Table 6: Non-OPEC Supply Growth (mb/d, y-o-y)

Report Current-yr growth Next-yr growth US growth (current) Key growth drivers
Jan 2020 +1.86 (2019) +2.35 (2020f) +1.66 (2019) US, Brazil, Canada, Australia
Jul 2020 -3.26 (2020) +0.92 (2021f) -1.37 (2020) Decline everywhere; US, Brazil recovering
Jan 2021 -2.5 (2020) +0.8 (2021f) +0.4 (2021f) US, Canada, Brazil, Norway
Jul 2021 +0.81 (2021) +2.1 (2022f) +0.06 (2021) Canada, China, Norway, Brazil, Guyana
Jan 2022 +0.7 (2021) +3.0 (2022f) n/a US, Russia, Brazil, Canada, Norway, Guyana
Jul 2022 +2.1 (2022) +1.7 (2023f) n/a US, Canada, Brazil, China, Kazakhstan
Jan 2023 +1.9 (2022) +1.5 (2023f) n/a US, Norway, Brazil, Canada, Kazakhstan
Jul 2023 +1.4 (2023) +1.4 (2024f) +0.7 (2024f) US, Brazil, Norway, Canada, Guyana
Jan 2024 +1.3 (2024) +1.3 (2025f) +0.6 (2025f) US, Canada, Guyana, Brazil, Norway
Jul 2024 +1.2 (2024)* +1.1 (2025f)* n/a US, Canada, Brazil (* non-DoC basis)

Key finding: Non-OPEC supply growth decelerated from +2.35 mb/d (2020 pre-COVID forecast) to a steady +1.1-1.4 mb/d range (2023-2025f).

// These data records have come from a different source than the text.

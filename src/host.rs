//! Host controller façade.
//!
//! [`KeyboardHost`] wires the discovery state machine to the report
//! decoder and to the transport.  The application constructs one, holds
//! it, and feeds it every low-level event its BLE stack produces; decoded
//! keys and lifecycle changes come back through a [`HostHandler`].
//!
//! The handler is invoked synchronously from
//! [`handle_transport_event`](KeyboardHost::handle_transport_event), on the
//! caller's event-dispatch context.  Nothing here blocks or sleeps.

use crate::ble::discovery::{DiscoveryEngine, Outcome, Phase};
use crate::ble::DeviceIdentity;
use crate::error::HostError;
use crate::hid::{decode_report, Keys};
use crate::transport::{GattTransport, TransportEvent};

/// Lifecycle events reported to the application.
#[derive(Debug, Clone, PartialEq, Eq)]
#[cfg_attr(feature = "defmt", derive(defmt::Format))]
pub enum HostEvent {
    /// A matching peripheral was found; connecting to it.
    DeviceFound(DeviceIdentity),
    /// The scan window elapsed with no match.  Rescan at will.
    ScanTimeout,
    /// Link established; GATT discovery running.
    Connected,
    /// The peripheral lacks the HID service; connection released.
    ServiceNotFound,
    /// The HID service exposes no Report characteristics; connection
    /// released.
    NoInputReports,
    /// Enabling notifications failed for one report; the rest proceed.
    SubscribeFailed { value_handle: u16 },
    /// Steady state: notifications enabled on `inputs` report(s).
    Ready { inputs: usize },
    /// The link dropped; a new session starts with a fresh scan.
    Disconnected,
}

/// Application callbacks.
///
/// `on_report` fires once per well-formed notify; the iterator may be
/// empty (key-release reports carry no pressed keys).
pub trait HostHandler {
    /// Decoded keys of one input report, in slot order.
    fn on_report(&mut self, keys: Keys);

    /// Lifecycle change.  Default: ignore.
    fn on_event(&mut self, event: HostEvent) {
        let _ = event;
    }
}

/// BLE HID keyboard host: scan, connect, discover, subscribe, decode.
///
/// Single-peripheral by design; at most one live connection at a time.
pub struct KeyboardHost<T: GattTransport> {
    transport: T,
    engine: DiscoveryEngine,
}

impl<T: GattTransport> KeyboardHost<T> {
    pub fn new(transport: T) -> Self {
        Self {
            transport,
            engine: DiscoveryEngine::new(),
        }
    }

    /// Current discovery phase (diagnostics).
    pub fn phase(&self) -> Phase {
        self.engine.phase()
    }

    /// Access the wrapped transport.
    pub fn transport_mut(&mut self) -> &mut T {
        &mut self.transport
    }

    /// Start scanning for a HID peripheral and connect to the first match.
    ///
    /// Returns [`HostError::Busy`] while a session is in progress.
    pub fn start_discovery(&mut self, timeout_ms: u32) -> Result<(), HostError<T::Error>> {
        self.engine.start_scan(&mut self.transport, timeout_ms)
    }

    /// Abort the session: stop scanning or drop the connection, whatever
    /// is in flight.  Completions of abandoned requests are discarded as
    /// stale when they eventually arrive.
    pub fn disconnect(&mut self) -> Result<(), HostError<T::Error>> {
        match self.engine.phase() {
            Phase::Idle => {}
            Phase::Scanning => {
                self.transport.stop_scan()?;
            }
            _ => {
                if let Some(conn) = self.engine.connection() {
                    self.transport.disconnect(conn)?;
                }
            }
        }
        self.engine.reset();
        Ok(())
    }

    /// The single inbound hook: feed every transport event here.
    pub fn handle_transport_event<H: HostHandler>(
        &mut self,
        event: TransportEvent<'_>,
        handler: &mut H,
    ) {
        self.engine
            .handle_event(&mut self.transport, event, &mut |outcome| match outcome {
                Outcome::InputReport { data, .. } => {
                    // Reports shorter than 8 bytes are malformed partials;
                    // dropped without surfacing an error.
                    if let Some(keys) = decode_report(data) {
                        handler.on_report(keys);
                    }
                }
                Outcome::DeviceFound(id) => handler.on_event(HostEvent::DeviceFound(id)),
                Outcome::ScanTimeout => handler.on_event(HostEvent::ScanTimeout),
                Outcome::Connected => handler.on_event(HostEvent::Connected),
                Outcome::ServiceNotFound => handler.on_event(HostEvent::ServiceNotFound),
                Outcome::NoInputReports => handler.on_event(HostEvent::NoInputReports),
                Outcome::SubscribeFailed { value_handle } => {
                    handler.on_event(HostEvent::SubscribeFailed { value_handle })
                }
                Outcome::Ready { inputs } => handler.on_event(HostEvent::Ready { inputs }),
                Outcome::Disconnected => handler.on_event(HostEvent::Disconnected),
            });
    }
}
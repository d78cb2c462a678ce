//! Byte-level codecs shared by the wire formats.
//!
//! Strings travel as a big-endian `u16` byte length followed by modified
//! UTF-8: NUL as `C0 80`, the basic plane as standard UTF-8, supplementary
//! characters as surrogate pairs of three-byte sequences.

use std::io;

use byteorder::{BigEndian, ReadBytesExt, WriteBytesExt};

use crate::error::{Error, Result};

pub(crate) fn write_string<W: io::Write>(value: &str, sink: &mut W) -> Result<()> {
    let mut encoded = Vec::with_capacity(value.len());
    for c in value.chars() {
        push_code_point(c as u32, &mut encoded);
    }
    if encoded.len() > u16::MAX as usize {
        return Err(Error::StringTooLong(encoded.len()));
    }
    sink.write_u16::<BigEndian>(encoded.len() as u16)?;
    sink.write_all(&encoded)?;
    Ok(())
}

fn push_code_point(point: u32, out: &mut Vec<u8>) {
    match point {
        1..=0x7F => out.push(point as u8),
        0 | 0x80..=0x7FF => {
            out.push(0xC0 | (point >> 6) as u8);
            out.push(0x80 | (point & 0x3F) as u8);
        }
        0x800..=0xFFFF => {
            out.push(0xE0 | (point >> 12) as u8);
            out.push(0x80 | ((point >> 6) & 0x3F) as u8);
            out.push(0x80 | (point & 0x3F) as u8);
        }
        _ => {
            // Outside the basic plane: a surrogate pair, each half above.
            let split = point - 0x1_0000;
            push_code_point(0xD800 + (split >> 10), out);
            push_code_point(0xDC00 + (split & 0x3FF), out);
        }
    }
}

pub(crate) fn read_string<R: io::Read>(source: &mut R) -> Result<String> {
    let len = source.read_u16::<BigEndian>()? as usize;
    let mut bytes = vec![0u8; len];
    source.read_exact(&mut bytes)?;
    let mut units: Vec<u16> = Vec::with_capacity(len);
    let mut at = 0;
    while at < len {
        let lead = bytes[at];
        if lead & 0x80 == 0 {
            units.push(lead as u16);
            at += 1;
        } else if lead & 0xE0 == 0xC0 {
            let tail = continuation(&bytes, at + 1)?;
            units.push((((lead & 0x1F) as u16) << 6) | tail as u16);
            at += 2;
        } else if lead & 0xF0 == 0xE0 {
            let mid = continuation(&bytes, at + 1)?;
            let tail = continuation(&bytes, at + 2)?;
            units.push((((lead & 0x0F) as u16) << 12) | ((mid as u16) << 6) | tail as u16);
            at += 3;
        } else {
            return Err(Error::MalformedString);
        }
    }
    String::from_utf16(&units).map_err(|_| Error::MalformedString)
}

fn continuation(bytes: &[u8], at: usize) -> Result<u8> {
    match bytes.get(at) {
        Some(&byte) if byte & 0xC0 == 0x80 => Ok(byte & 0x3F),
        _ => Err(Error::MalformedString),
    }
}

#[cfg(test)]
mod test {
    use super::*;

    fn round_trip(value: &str) -> String {
        let mut buffer = Vec::new();
        write_string(value, &mut buffer).unwrap();
        read_string(&mut buffer.as_slice()).unwrap()
    }

    #[test]
    fn round_trips() {
        for value in ["", "ascii", "naïve", "木本植物", "a\u{0}b", "tree \u{1F333}"] {
            assert_eq!(round_trip(value), value);
        }
    }

    #[test]
    fn nul_is_two_bytes() {
        let mut buffer = Vec::new();
        write_string("\u{0}", &mut buffer).unwrap();
        assert_eq!(buffer, [0, 2, 0xC0, 0x80]);
    }

    #[test]
    fn supplementary_is_a_surrogate_pair() {
        let mut buffer = Vec::new();
        write_string("\u{1F333}", &mut buffer).unwrap();
        // Six payload bytes: two three-byte halves.
        assert_eq!(buffer[..2], [0, 6]);
        assert_eq!(buffer.len(), 8);
    }

    #[test]
    fn oversized_string_is_rejected() {
        let long = "x".repeat(u16::MAX as usize + 1);
        let mut buffer = Vec::new();
        assert!(matches!(
            write_string(&long, &mut buffer),
            Err(Error::StringTooLong(_))
        ));
    }

    #[test]
    fn truncated_sequence_is_rejected() {
        let mut source: &[u8] = &[0, 2, 0xC3, 0x28];
        assert!(matches!(read_string(&mut source), Err(Error::MalformedString)));
    }
}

US growth slowed from +1.66 mb/d (2019) to +0.6-0.7 mb/d (2024-2025f). Guyana emerged as a consistent new growth source. Upstream capex remains well below the 2014 peak (~$737 bn vs ~$473-480 bn).


Summary: Five-Year Market Arc (2020-2024)

Phase Period Characterization ORB Range Key Dynamic
1 Pre-COVID (Jan 2020) Balanced market ~$66/b DoC stabilization, steady growth
2 COVID Crash (Apr-Jul 2020) Demand destruction $17-37/b -9 mb/d demand, WTI negative, massive stock build
3 Recovery (2H20-1H21) Rapid rebalancing $37-72/b Vaccines, fiscal stimulus, DoC discipline
4 Overshoot (2H21-1H22) Supply crisis $72-118/b Russia-Ukraine, tight stocks, product shortages
5 Normalization (2H22-2024) New equilibrium $70-85/b Monetary tightening, OPEC+ cuts, structural deficit

Investment-Relevant Takeaways

  1. Structural deficit persists: OECD stocks remain 120-140 mb below the 2015-2019 average even after 2+ years of normalization, suggesting the market is structurally tighter than pre-COVID.

  2. Demand growth is decelerating but positive: From +2.4 mb/d (2023) to +2.2 mb/d (2024f) to +1.8 mb/d (2025f). Growth is almost entirely non-OECD (China, India, Middle East).

  3. Supply growth is constrained: Non-OPEC growth settled at ~1.2-1.4 mb/d, well below pre-COVID norms of ~2 mb/d. Capital discipline and underinvestment (capex at ~65% of 2014 levels) are the primary constraints.

  4. OPEC+ retains significant spare capacity: OPEC production dropped from ~29 mb/d to ~26.7 mb/d under voluntary cuts, implying ~2-3 mb/d of available spare capacity that provides both a floor (via discipline) and a ceiling (via potential supply return) for prices.

  5. $75-85/b appears to be the new equilibrium range: Post-normalization, the ORB has traded consistently in this band, reflecting a balance between OPEC+ supply management, constrained non-OPEC growth, and steady non-OECD demand gains.

  6. Macro risk has shifted: From pandemic/demand risk (2020-2021) to inflation/monetary policy risk (2022-2023) to geopolitical/growth moderation risk (2024+).